**Required work**
Copy out the entries that follow, unchanged.

Stored data
==============================

//! Keep-alive pinger.
//!
//! Hosting platforms that idle out web services stay warm if the service
//! fetches its own public URL on a fixed interval. A failed ping is
//! logged and retried on the next tick, forever; the loop never gives up
//! and never crashes the process.

use async_trait::async_trait;
use std::sync::Arc;
use std::time::Duration;
use thiserror::Error;
use tokio_util::sync::CancellationToken;
use tracing::{debug, info, warn};

use crate::events::{Event, EventBus};

/// Errors a ping can fail with.
#[derive(Debug, Error)]
pub enum PingError {
    /// The request could not be sent or the connection failed.
    #[error("request failed: {0}")]
    Http(#[from] reqwest::Error),

    /// The server answered with a non-success status.
    #[error("unexpected status: {0}")]
    Status(reqwest::StatusCode),
}

/// Minimal contract for a keep-alive ping.
#[async_trait]
pub trait Pinger: Send + Sync {
    /// Fetch `url` once. Any error means the ping failed.
    async fn ping(&self, url: &str) -> Result<(), PingError>;
}

/// Pinger backed by an HTTP client.
pub struct HttpPinger {
    client: reqwest::Client,
}

impl HttpPinger {
    /// Create a pinger with a per-request timeout.
    pub fn new(timeout: Duration) -> Result<Self, reqwest::Error> {
        let client = reqwest::Client::builder().timeout(timeout).build()?;
        Ok(Self { client })
    }
}

#[async_trait]
impl Pinger for HttpPinger {
    async fn ping(&self, url: &str) -> Result<(), PingError> {
        let response = self.client.get(url).send().await?;
        let status = response.status();
        if !status.is_success() {
            return Err(PingError::Status(status));
        }
        Ok(())
    }
}

/// Ping `url` every `interval` until cancelled.
///
/// The first tick fires immediately. Outcomes are logged and emitted as
/// events; a failure never ends the loop.
pub(crate) async fn run_ping_loop(
    pinger: Arc<dyn Pinger>,
    url: String,
    interval: Duration,
    event_bus: Arc<EventBus>,
    token: CancellationToken,
) {
    let mut ticker = tokio::time::interval(interval);
    ticker.set_missed_tick_behavior(tokio::time::MissedTickBehavior::Delay);

    loop {
        tokio::select! {
            _ = token.cancelled() => break,
            _ = ticker.tick() => {
                match pinger.ping(&url).await {
                    Ok(()) => {
                        info!(url = %url, "Keep-alive ping sent");
                        event_bus.emit(Event::PingSucceeded { url: url.clone() }).await;
                    }
                    Err(err) => {
                        warn!(url = %url, error = %err, "Keep-alive ping failed");
                        event_bus
                            .emit(Event::PingFailed {
                                url: url.clone(),
                                error: err.to_string(),
                            })
                            .await;
                    }
                }
            }
        }
    }

    debug!("Keep-alive loop stopped");
}

#[cfg(test)]
mod tests {
    use super::*;
    use crate::events::EventHandler;
    use std::sync::atomic::{AtomicU32, Ordering};
    use tokio::sync::Mutex;

    /// Pinger that always fails.
    struct FailingPinger {
        attempts: AtomicU32,
    }

    #[async_trait]
    impl Pinger for FailingPinger {
        async fn ping(&self, _url: &str) -> Result<(), PingError> {
            self.attempts.fetch_add(1, Ordering::SeqCst);
            Err(PingError::Status(reqwest::StatusCode::BAD_GATEWAY))
        }
    }

    struct RecordingHandler {
        events: Mutex<Vec<Event>>,
    }

    #[async_trait]
    impl EventHandler for RecordingHandler {
        async fn handle(&self, event: &Event) {
            self.events.lock().await.push(event.clone());
        }
    }

    #[tokio::test]
    async fn test_failing_ping_is_retried_on_next_tick() {
        let pinger = Arc::new(FailingPinger {
            attempts: AtomicU32::new(0),
        });
        let recorder = Arc::new(RecordingHandler {
            events: Mutex::new(Vec::new()),
        });
        let bus = Arc::new(EventBus::new());
        bus.register(recorder.clone()).await;

        let token = CancellationToken::new();
        let task = tokio::spawn(run_ping_loop(
            pinger.clone(),
            "http://example.invalid/".to_string(),
            Duration::from_millis(30),
            Arc::clone(&bus),
            token.child_token(),
        ));

        tokio::time::sleep(Duration::from_millis(130)).await;
        token.cancel();
        task.await.unwrap();

        // Immediate tick plus periodic retries, despite every attempt
        // failing.
        assert!(
            pinger.attempts.load(Ordering::SeqCst) >= 3,
            "got {} attempts",
            pinger.attempts.load(Ordering::SeqCst)
        );

        let events = recorder.events.lock().await;
        assert!(events
            .iter()
            .all(|e| matches!(e, Event::PingFailed { .. })));
        assert!(!events.is_empty());
    }

    #[tokio::test]
    async fn test_cancellation_stops_loop() {
        let pinger = Arc::new(FailingPinger {
            attempts: AtomicU32::new(0),
        });
        let bus = Arc::new(EventBus::new());
        let token = CancellationToken::new();

        let task = tokio::spawn(run_ping_loop(
            pinger.clone(),
            "http://example.invalid/".to_string(),
            Duration::from_millis(10),
            bus,
            token.child_token(),
        ));

        tokio::time::sleep(Duration::from_millis(40)).await;
        token.cancel();
        task.await.unwrap();

        let after = pinger.attempts.load(Ordering::SeqCst);
        tokio::time::sleep(Duration::from_millis(50)).await;
        assert_eq!(pinger.attempts.load(Ordering::SeqCst), after);
    }

    #[test]
    fn test_ping_error_display() {
        let err = PingError::Status(reqwest::StatusCode::NOT_FOUND);
        assert_eq!(err.to_string(), "unexpected status: 404 Not Found");
    }
}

==============================

**Task answer**
//! Keep-alive pinger.
//!
//! Hosting platforms that idle out web services stay warm if the service
//! fetches its own public URL on a fixed interval. A failed ping is
//! logged and retried on the next tick, forever; the loop never gives up
//! and never crashes the process.

use async_trait::async_trait;
use std::sync::Arc;
use std::time::Duration;
use thiserror::Error;
use tokio_util::sync::CancellationToken;
use tracing::{debug, info, warn};

use crate::events::{Event, EventBus};

/// Errors a ping can fail with.
#[derive(Debug, Error)]
pub enum PingError {
    /// The request could not be sent or the connection failed.
    #[error("request failed: {0}")]
    Http(#[from] reqwest::Error),

    /// The server answered with a non-success status.
    #[error("unexpected status: {0}")]
    Status(reqwest::StatusCode),
}

/// Minimal contract for a keep-alive ping.
#[async_trait]
pub trait Pinger: Send + Sync {
    /// Fetch `url` once. Any error means the ping failed.
    async fn ping(&self, url: &str) -> Result<(), PingError>;
}

/// Pinger backed by an HTTP client.
pub struct HttpPinger {
    client: reqwest::Client,
}

impl HttpPinger {
    /// Create a pinger with a per-request timeout.
    pub fn new(timeout: Duration) -> Result<Self, reqwest::Error> {
        let client = reqwest::Client::builder().timeout(timeout).build()?;
        Ok(Self { client })
    }
}

#[async_trait]
impl Pinger for HttpPinger {
    async fn ping(&self, url: &str) -> Result<(), PingError> {
        let response = self.client.get(url).send().await?;
        let status = response.status();
        if !status.is_success() {
            return Err(PingError::Status(status));
        }
        Ok(())
    }
}

/// Ping `url` every `interval` until cancelled.
///
/// The first tick fires immediately. Outcomes are logged and emitted as
/// events; a failure never ends the loop.
pub(crate) async fn run_ping_loop(
    pinger: Arc<dyn Pinger>,
    url: String,
    interval: Duration,
    event_bus: Arc<EventBus>,
    token: CancellationToken,
) {
    let mut ticker = tokio::time::interval(interval);
    ticker.set_missed_tick_behavior(tokio::time::MissedTickBehavior::Delay);

    loop {
        tokio::select! {
            _ = token.cancelled() => break,
            _ = ticker.tick() => {
                match pinger.ping(&url).await {
                    Ok(()) => {
                        info!(url = %url, "Keep-alive ping sent");
                        event_bus.emit(Event::PingSucceeded { url: url.clone() }).await;
                    }
                    Err(err) => {
                        warn!(url = %url, error = %err, "Keep-alive ping failed");
                        event_bus
                            .emit(Event::PingFailed {
                                url: url.clone(),
                                error: err.to_string(),
                            })
                            .await;
                    }
                }
            }
        }
    }

    debug!("Keep-alive loop stopped");
}

#[cfg(test)]
mod tests {
    use super::*;
    use crate::events::EventHandler;
    use std::sync::atomic::{AtomicU32, Ordering};
    use tokio::sync::Mutex;

    /// Pinger that always fails.
    struct FailingPinger {
        attempts: AtomicU32,
    }

    #[async_trait]
    impl Pinger for FailingPinger {
        async fn ping(&self, _url: &str) -> Result<(), PingError> {
            self.attempts.fetch_add(1, Ordering::SeqCst);
            Err(PingError::Status(reqwest::StatusCode::BAD_GATEWAY))
        }
    }

    struct RecordingHandler {
        events: Mutex<Vec<Event>>,
    }

    #[async_trait]
    impl EventHandler for RecordingHandler {
        async fn handle(&self, event: &Event) {
            self.events.lock().await.push(event.clone());
        }
    }

    #[tokio::test]
    async fn test_failing_ping_is_retried_on_next_tick() {
        let pinger = Arc::new(FailingPinger {
            attempts: AtomicU32::new(0),
        });
        let recorder = Arc::new(RecordingHandler {
            events: Mutex::new(Vec::new()),
        });
        let bus = Arc::new(EventBus::new());
        bus.register(recorder.clone()).await;

        let token = CancellationToken::new();
        let task = tokio::spawn(run_ping_loop(
            pinger.clone(),
            "http://example.invalid/".to_string(),
            Duration::from_millis(30),
            Arc::clone(&bus),
            token.child_token(),
        ));

        tokio::time::sleep(Duration::from_millis(130)).await;
        token.cancel();
        task.await.unwrap();

        // Immediate tick plus periodic retries, despite every attempt
        // failing.
        assert!(
            pinger.attempts.load(Ordering::SeqCst) >= 3,
            "got {} attempts",
            pinger.attempts.load(Ordering::SeqCst)
        );

        let events = recorder.events.lock().await;
        assert!(events
            .iter()
            .all(|e| matches!(e, Event::PingFailed { .. })));
        assert!(!events.is_empty());
    }

    #[tokio::test]
    async fn test_cancellation_stops_loop() {
        let pinger = Arc::new(FailingPinger {
            attempts: AtomicU32::new(0),
        });
        let bus = Arc::new(EventBus::new());
        let token = CancellationToken::new();

        let task = tokio::spawn(run_ping_loop(
            pinger.clone(),
            "http://example.invalid/".to_string(),
            Duration::from_millis(10),
            bus,
            token.child_token(),
        ));

        tokio::time::sleep(Duration::from_millis(40)).await;
        token.cancel();
        task.await.unwrap();

        let after = pinger.attempts.load(Ordering::SeqCst);
        tokio::time::sleep(Duration::from_millis(50)).await;
        assert_eq!(pinger.attempts.load(Ordering::SeqCst), after);
    }

    #[test]
    fn test_ping_error_display() {
        let err = PingError::Status(reqwest::StatusCode::NOT_FOUND);
        assert_eq!(err.to_string(), "unexpected status: 404 Not Found");
    }
}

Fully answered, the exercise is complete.